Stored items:
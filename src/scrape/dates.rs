//! Date extraction from Italian institutional pages
//!
//! Sitting pages and listing rows spell dates as "23 marzo 2025",
//! "2025-03-23", or "23/03/2025". All three are recognized.

use chrono::NaiveDate;
use lazy_static::lazy_static;
use regex::Regex;

lazy_static! {
    static ref ITALIAN_DATE: Regex = Regex::new(
        r"(?i)(\d{1,2})\s+(gennaio|febbraio|marzo|aprile|maggio|giugno|luglio|agosto|settembre|ottobre|novembre|dicembre)\s+(\d{4})"
    )
    .expect("static regex");
    static ref ISO_DATE: Regex = Regex::new(r"(\d{4})-(\d{2})-(\d{2})").expect("static regex");
    static ref SLASH_DATE: Regex =
        Regex::new(r"(\d{1,2})/(\d{1,2})/(\d{4})").expect("static regex");
}

fn month_number(name: &str) -> Option<u32> {
    let n = match name.to_lowercase().as_str() {
        "gennaio" => 1,
        "febbraio" => 2,
        "marzo" => 3,
        "aprile" => 4,
        "maggio" => 5,
        "giugno" => 6,
        "luglio" => 7,
        "agosto" => 8,
        "settembre" => 9,
        "ottobre" => 10,
        "novembre" => 11,
        "dicembre" => 12,
        _ => return None,
    };
    Some(n)
}

/// Find the first recognizable date in free text.
///
/// Italian long form wins over ISO, which wins over DD/MM/YYYY, matching
/// how the source pages are usually written.
pub fn extract_date(text: &str) -> Option<NaiveDate> {
    if let Some(caps) = ITALIAN_DATE.captures(text) {
        let day: u32 = caps[1].parse().ok()?;
        let month = month_number(&caps[2])?;
        let year: i32 = caps[3].parse().ok()?;
        if let Some(date) = NaiveDate::from_ymd_opt(year, month, day) {
            return Some(date);
        }
    }

    if let Some(caps) = ISO_DATE.captures(text) {
        let year: i32 = caps[1].parse().ok()?;
        let month: u32 = caps[2].parse().ok()?;
        let day: u32 = caps[3].parse().ok()?;
        if let Some(date) = NaiveDate::from_ymd_opt(year, month, day) {
            return Some(date);
        }
    }

    if let Some(caps) = SLASH_DATE.captures(text) {
        let day: u32 = caps[1].parse().ok()?;
        let month: u32 = caps[2].parse().ok()?;
        let year: i32 = caps[3].parse().ok()?;
        if let Some(date) = NaiveDate::from_ymd_opt(year, month, day) {
            return Some(date);
        }
    }

    None
}

/// Extract an ISO date embedded in a filename, e.g. `senato_ddl_2024-03-15_rossi.pdf`
pub fn date_from_filename(filename: &str) -> Option<NaiveDate> {
    for caps in ISO_DATE.captures_iter(filename) {
        let year: i32 = caps[1].parse().ok()?;
        let month: u32 = caps[2].parse().ok()?;
        let day: u32 = caps[3].parse().ok()?;
        if let Some(date) = NaiveDate::from_ymd_opt(year, month, day) {
            return Some(date);
        }
    }
    None
}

--- TASK DETAILS ---
Output the entire data exactly, line for line.

--- REPLY TO THE TASK ---
filename src/scrape/dates.rs
//! Date extraction from Italian institutional pages
//!
//! Sitting pages and listing rows spell dates as "23 marzo 2025",
//! "2025-03-23", or "23/03/2025". All three are recognized.

use chrono::NaiveDate;
use lazy_static::lazy_static;
use regex::Regex;

lazy_static! {
    static ref ITALIAN_DATE: Regex = Regex::new(
        r"(?i)(\d{1,2})\s+(gennaio|febbraio|marzo|aprile|maggio|giugno|luglio|agosto|settembre|ottobre|novembre|dicembre)\s+(\d{4})"
    )
    .expect("static regex");
    static ref ISO_DATE: Regex = Regex::new(r"(\d{4})-(\d{2})-(\d{2})").expect("static regex");
    static ref SLASH_DATE: Regex =
        Regex::new(r"(\d{1,2})/(\d{1,2})/(\d{4})").expect("static regex");
}

fn month_number(name: &str) -> Option<u32> {
    let n = match name.to_lowercase().as_str() {
        "gennaio" => 1,
        "febbraio" => 2,
        "marzo" => 3,
        "aprile" => 4,
        "maggio" => 5,
        "giugno" => 6,
        "luglio" => 7,
        "agosto" => 8,
        "settembre" => 9,
        "ottobre" => 10,
        "novembre" => 11,
        "dicembre" => 12,
        _ => return None,
    };
    Some(n)
}

/// Find the first recognizable date in free text.
///
/// Italian long form wins over ISO, which wins over DD/MM/YYYY, matching
/// how the source pages are usually written.
pub fn extract_date(text: &str) -> Option<NaiveDate> {
    if let Some(caps) = ITALIAN_DATE.captures(text) {
        let day: u32 = caps[1].parse().ok()?;
        let month = month_number(&caps[2])?;
        let year: i32 = caps[3].parse().ok()?;
        if let Some(date) = NaiveDate::from_ymd_opt(year, month, day) {
            return Some(date);
        }
    }

    if let Some(caps) = ISO_DATE.captures(text) {
        let year: i32 = caps[1].parse().ok()?;
        let month: u32 = caps[2].parse().ok()?;
        let day: u32 = caps[3].parse().ok()?;
        if let Some(date) = NaiveDate::from_ymd_opt(year, month, day) {
            return Some(date);
        }
    }

    if let Some(caps) = SLASH_DATE.captures(text) {
        let day: u32 = caps[1].parse().ok()?;
        let month: u32 = caps[2].parse().ok()?;
        let year: i32 = caps[3].parse().ok()?;
        if let Some(date) = NaiveDate::from_ymd_opt(year, month, day) {
            return Some(date);
        }
    }

    None
}

/// Extract an ISO date embedded in a filename, e.g. `senato_ddl_2024-03-15_rossi.pdf`
pub fn date_from_filename(filename: &str) -> Option<NaiveDate> {
    for caps in ISO_DATE.captures_iter(filename) {
        let year: i32 = caps[1].parse().ok()?;
        let month: u32 = caps[2].parse().ok()?;
        let day: u32 = caps[3].parse().ok()?;
        if let Some(date) = NaiveDate::from_ymd_opt(year, month, day) {
            return Some(date);
        }
    }
    None
}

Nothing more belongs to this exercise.